Raman spectroscopy has shown that organic material may have been 'cooked' in rocky mounds known as stromatolites that have been dated to 3.45 billion years ago.

Stromatolites are sedimentary rock structures formed in shallow water, layer by layer, over long periods of geological time, they usually take on a dome- or column-like shape. Some of them are truly ancient and geologists hope that their analysis could unlock the secrets of the early Earth. The findings may even hint at ways of finding the remnants of life on other planets including Mars.

Now, researchers at California Institute of Technology (Caltech) and the Jet Propulsion Laboratory (JPL) have unearthed evidence that some of the oldest stromatolites on our planet were built with the help of communities of truly ancient microbes. JPL astrobiologist Abigail Allwood, currently a visitor in geology at Caltech says the discovery "adds unexpected depth to our understanding of the earliest record of life on Earth."

"One of my motivations for understanding stromatolites," Allwood says, "is the knowledge that if microbial communities once flourished on Mars, of all the traces they might leave in the rock record for us to discover, stromatolite and microbial reefs are arguably the most easily preserved and readily detected. Moreover, they're particularly likely to form in evaporative, mineral-precipitating settings such as those that have been identified on Mars.

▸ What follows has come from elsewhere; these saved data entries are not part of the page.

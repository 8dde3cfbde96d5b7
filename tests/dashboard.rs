use chrono::NaiveDate;
use shopdash::cli::ReportPage;
use shopdash::commands::query::{QueryOptions, write_query};
use shopdash::commands::report::{OutputFormat, write_report};
use shopdash::commands::segments::write_segments;
use shopdash::config::DataPaths;
use shopdash::data::{DataCache, Dataset};
use shopdash::error::{Error, LoadErrorKind};
use shopdash::filter::SegmentSelection;
use shopdash::pipeline::{self, FilterParams};
use shopdash::storage;
use std::fs;
use tempfile::TempDir;

const TRANSACTIONS: &str = "\
order_id,customer_id,customer_state,order_purchase_timestamp,payment_value
o1,c1,SP,2017-03-01 10:00:00,100.00
o2,c2,SP,2017-06-15 12:30:00,250.50
o3,c3,RJ,2018-01-20 09:00:00,80.00
o4,c4,MG,2018-08-29 18:45:00,40.00
";

const RFM: &str = "\
customer_id,recency,frequency,monetary,segment
c1,10,3,600,Champions
c2,120,1,250.5,At Risk
c3,30,2,160,Champions
c4,5,1,40,New Customers
";

fn write_fixture(transactions: &str, rfm: &str) -> (TempDir, DataPaths) {
    let dir = TempDir::new().unwrap();
    fs::write(dir.path().join("full_df.csv"), transactions).unwrap();
    fs::write(dir.path().join("rfm.csv"), rfm).unwrap();
    let paths = DataPaths::in_dir(dir.path());
    (dir, paths)
}

fn date(s: &str) -> NaiveDate {
    NaiveDate::parse_from_str(s, "%Y-%m-%d").unwrap()
}

#[test]
fn test_load_from_directory() {
    let (_dir, paths) = write_fixture(TRANSACTIONS, RFM);
    let dataset = Dataset::load(&paths).unwrap();

    assert_eq!(dataset.transactions.len(), 4);
    assert_eq!(dataset.customers.len(), 4);
    let bounds = dataset.bounds.unwrap();
    assert_eq!(bounds.min, date("2017-03-01"));
    assert_eq!(bounds.max, date("2018-08-29"));
}

#[test]
fn test_cache_reads_disk_once() {
    let (dir, paths) = write_fixture(TRANSACTIONS, RFM);
    let mut cache = DataCache::new();
    let first = cache.get_or_load(&paths).unwrap();

    // A second load must not touch the files again
    fs::remove_file(dir.path().join("full_df.csv")).unwrap();
    let second = cache.get_or_load(&paths).unwrap();

    assert!(std::rc::Rc::ptr_eq(&first, &second));
    assert_eq!(cache.disk_loads(), 1);
}

#[test]
fn test_full_range_dashboard() {
    let (_dir, paths) = write_fixture(TRANSACTIONS, RFM);
    let dataset = Dataset::load(&paths).unwrap();
    let view = pipeline::render(&dataset, &FilterParams::default(), 10);

    assert_eq!(view.summary.distinct_customers, 4);
    assert_eq!(view.summary.total_monetary, 1050.5);
    assert_eq!(view.summary.distinct_segments, 3);

    assert_eq!(view.segment_counts[0].segment, "Champions");
    assert_eq!(view.segment_counts[0].customers, 2);

    let states: Vec<_> = view
        .top_states_by_customers
        .iter()
        .map(|s| (s.state.as_str(), s.customers))
        .collect();
    assert_eq!(states, [("SP", 2), ("MG", 1), ("RJ", 1)]);

    let revenue: Vec<_> = view
        .top_states_by_revenue
        .iter()
        .map(|s| s.state.as_str())
        .collect();
    assert_eq!(revenue, ["SP", "RJ", "MG"]);
}

#[test]
fn test_date_range_limits_state_charts_only() {
    let (_dir, paths) = write_fixture(TRANSACTIONS, RFM);
    let dataset = Dataset::load(&paths).unwrap();
    let params = FilterParams {
        start: Some(date("2018-01-01")),
        end: Some(date("2018-12-31")),
        segments: SegmentSelection::All,
    };
    let view = pipeline::render(&dataset, &params, 10);

    let range = view.range.unwrap();
    assert_eq!(range.end, date("2018-08-29"));
    assert_eq!(view.transactions_in_range, 2);
    assert_eq!(view.top_states_by_revenue.len(), 2);
    // Customer metrics come from the RFM table, not the date filter
    assert_eq!(view.summary.distinct_customers, 4);
}

#[test]
fn test_segment_filter_and_top_n() {
    let (_dir, paths) = write_fixture(TRANSACTIONS, RFM);
    let dataset = Dataset::load(&paths).unwrap();
    let params = FilterParams {
        segments: SegmentSelection::only(["Champions"]),
        ..FilterParams::default()
    };
    let view = pipeline::render(&dataset, &params, 1);

    assert_eq!(view.summary.distinct_customers, 2);
    assert_eq!(view.summary.total_monetary, 760.0);
    assert_eq!(view.segment_counts.len(), 1);
    assert_eq!(view.top_states_by_customers.len(), 1);
    assert_eq!(view.top_states_by_customers[0].state, "SP");
}

#[test]
fn test_range_after_last_purchase_is_empty() {
    let (_dir, paths) = write_fixture(TRANSACTIONS, RFM);
    let dataset = Dataset::load(&paths).unwrap();
    let params = FilterParams {
        start: Some(date("2030-01-01")),
        end: Some(date("2030-01-01")),
        segments: SegmentSelection::All,
    };
    let view = pipeline::render(&dataset, &params, 10);

    assert_eq!(view.transactions_in_range, 0);
    assert!(view.top_states_by_customers.is_empty());
    assert!(view.top_states_by_revenue.is_empty());
}

#[test]
fn test_inverted_range_warns() {
    let (_dir, paths) = write_fixture(TRANSACTIONS, RFM);
    let dataset = Dataset::load(&paths).unwrap();
    let params = FilterParams {
        start: Some(date("2018-06-01")),
        end: Some(date("2017-06-01")),
        segments: SegmentSelection::All,
    };
    let view = pipeline::render(&dataset, &params, 10);

    assert!(view.warning.is_some());
    assert_eq!(view.transactions_in_range, 4);
}

#[test]
fn test_missing_column_reported() {
    let transactions = "customer_id,customer_state,order_purchase_timestamp\n\
                        c1,SP,2017-03-01 10:00:00\n";
    let (_dir, paths) = write_fixture(transactions, RFM);
    let err = Dataset::load(&paths).unwrap_err();

    assert!(matches!(
        err,
        Error::DataLoad {
            kind: LoadErrorKind::MissingColumn("payment_value"),
            ..
        }
    ));
    assert_eq!(err.exit_code(), shopdash::error::exit_code::DATA_LOAD_ERROR);
}

#[test]
fn test_missing_file_reported() {
    let dir = TempDir::new().unwrap();
    let paths = DataPaths::in_dir(dir.path());
    let err = Dataset::load(&paths).unwrap_err();

    assert!(matches!(
        err,
        Error::DataLoad {
            kind: LoadErrorKind::MissingFile,
            ..
        }
    ));
    assert!(err.to_string().contains("full_df.csv"));
}

#[test]
fn test_sql_agrees_with_aggregator() {
    let (_dir, paths) = write_fixture(TRANSACTIONS, RFM);
    let dataset = Dataset::load(&paths).unwrap();
    let conn = storage::open_in_memory(&dataset).unwrap();

    let mut out = Vec::new();
    write_query(
        &conn,
        "SELECT customer_state, SUM(payment_value) AS revenue
         FROM transactions GROUP BY customer_state ORDER BY revenue DESC",
        QueryOptions::default(),
        &mut out,
    )
    .unwrap();
    let text = String::from_utf8(out).unwrap();
    assert_eq!(
        text,
        "customer_state\trevenue\nSP\t350.50\nRJ\t80.00\nMG\t40.00\n"
    );

    assert_eq!(
        storage::get_meta(&conn, "min_date").unwrap().as_deref(),
        Some("2017-03-01")
    );
}

#[test]
fn test_bad_sql_is_database_error() {
    let (_dir, paths) = write_fixture(TRANSACTIONS, RFM);
    let dataset = Dataset::load(&paths).unwrap();
    let conn = storage::open_in_memory(&dataset).unwrap();

    let err = write_query(
        &conn,
        "SELECT * FROM orders",
        QueryOptions::default(),
        &mut Vec::new(),
    )
    .unwrap_err();
    assert!(matches!(err, Error::Database(_)));
}

#[test]
fn test_segments_listing() {
    let (_dir, paths) = write_fixture(TRANSACTIONS, RFM);
    let dataset = Dataset::load(&paths).unwrap();

    let mut out = Vec::new();
    write_segments(&dataset, &mut out).unwrap();
    let text = String::from_utf8(out).unwrap();

    assert!(text.contains("2017-03-01 .. 2018-08-29"));
    assert!(text.contains("Champions"));
    assert!(text.contains("New Customers"));
}

#[test]
fn test_report_json_round_trips_through_serde() {
    let (_dir, paths) = write_fixture(TRANSACTIONS, RFM);
    let dataset = Dataset::load(&paths).unwrap();
    let view = pipeline::render(&dataset, &FilterParams::default(), 10);

    let mut out = Vec::new();
    write_report(&mut out, &view, ReportPage::Customers, OutputFormat::Json).unwrap();
    let json: serde_json::Value = serde_json::from_slice(&out).unwrap();

    assert_eq!(json["summary"]["distinct_customers"], 4);
}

But to be able to interpret stromatolitic structures, we need a much more detailed understanding of how they form."

Geologists have known for some time that most young stromatolites, as in half a billion years old or thereabouts, have a biological origin. They form layer by layer as microbes accrete sediment on the floor of shallow seas.

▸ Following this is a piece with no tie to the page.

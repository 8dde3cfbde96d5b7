mod app;
mod ui;

pub use app::{App, Page};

Caltech's John Grotzinger explains, that "they get moulded into these wave forms and, over time, the waves turn into discrete columns that propagate upward, like little knobs sticking up."

How this happens is down to the surface of the microbial film which is covered with a mucous-like layer to which sediment particles floating in the water's readily stick. Moreover, microbes often sprout filamentous tangles that essentially grab on to particles as they float by. "The end result," adds Grotzinger, "is that wherever the microbial mat is, sediment gets trapped." A dark band in a young stromatolite is usually indicative of long-dead organic matter from such a microbial mat.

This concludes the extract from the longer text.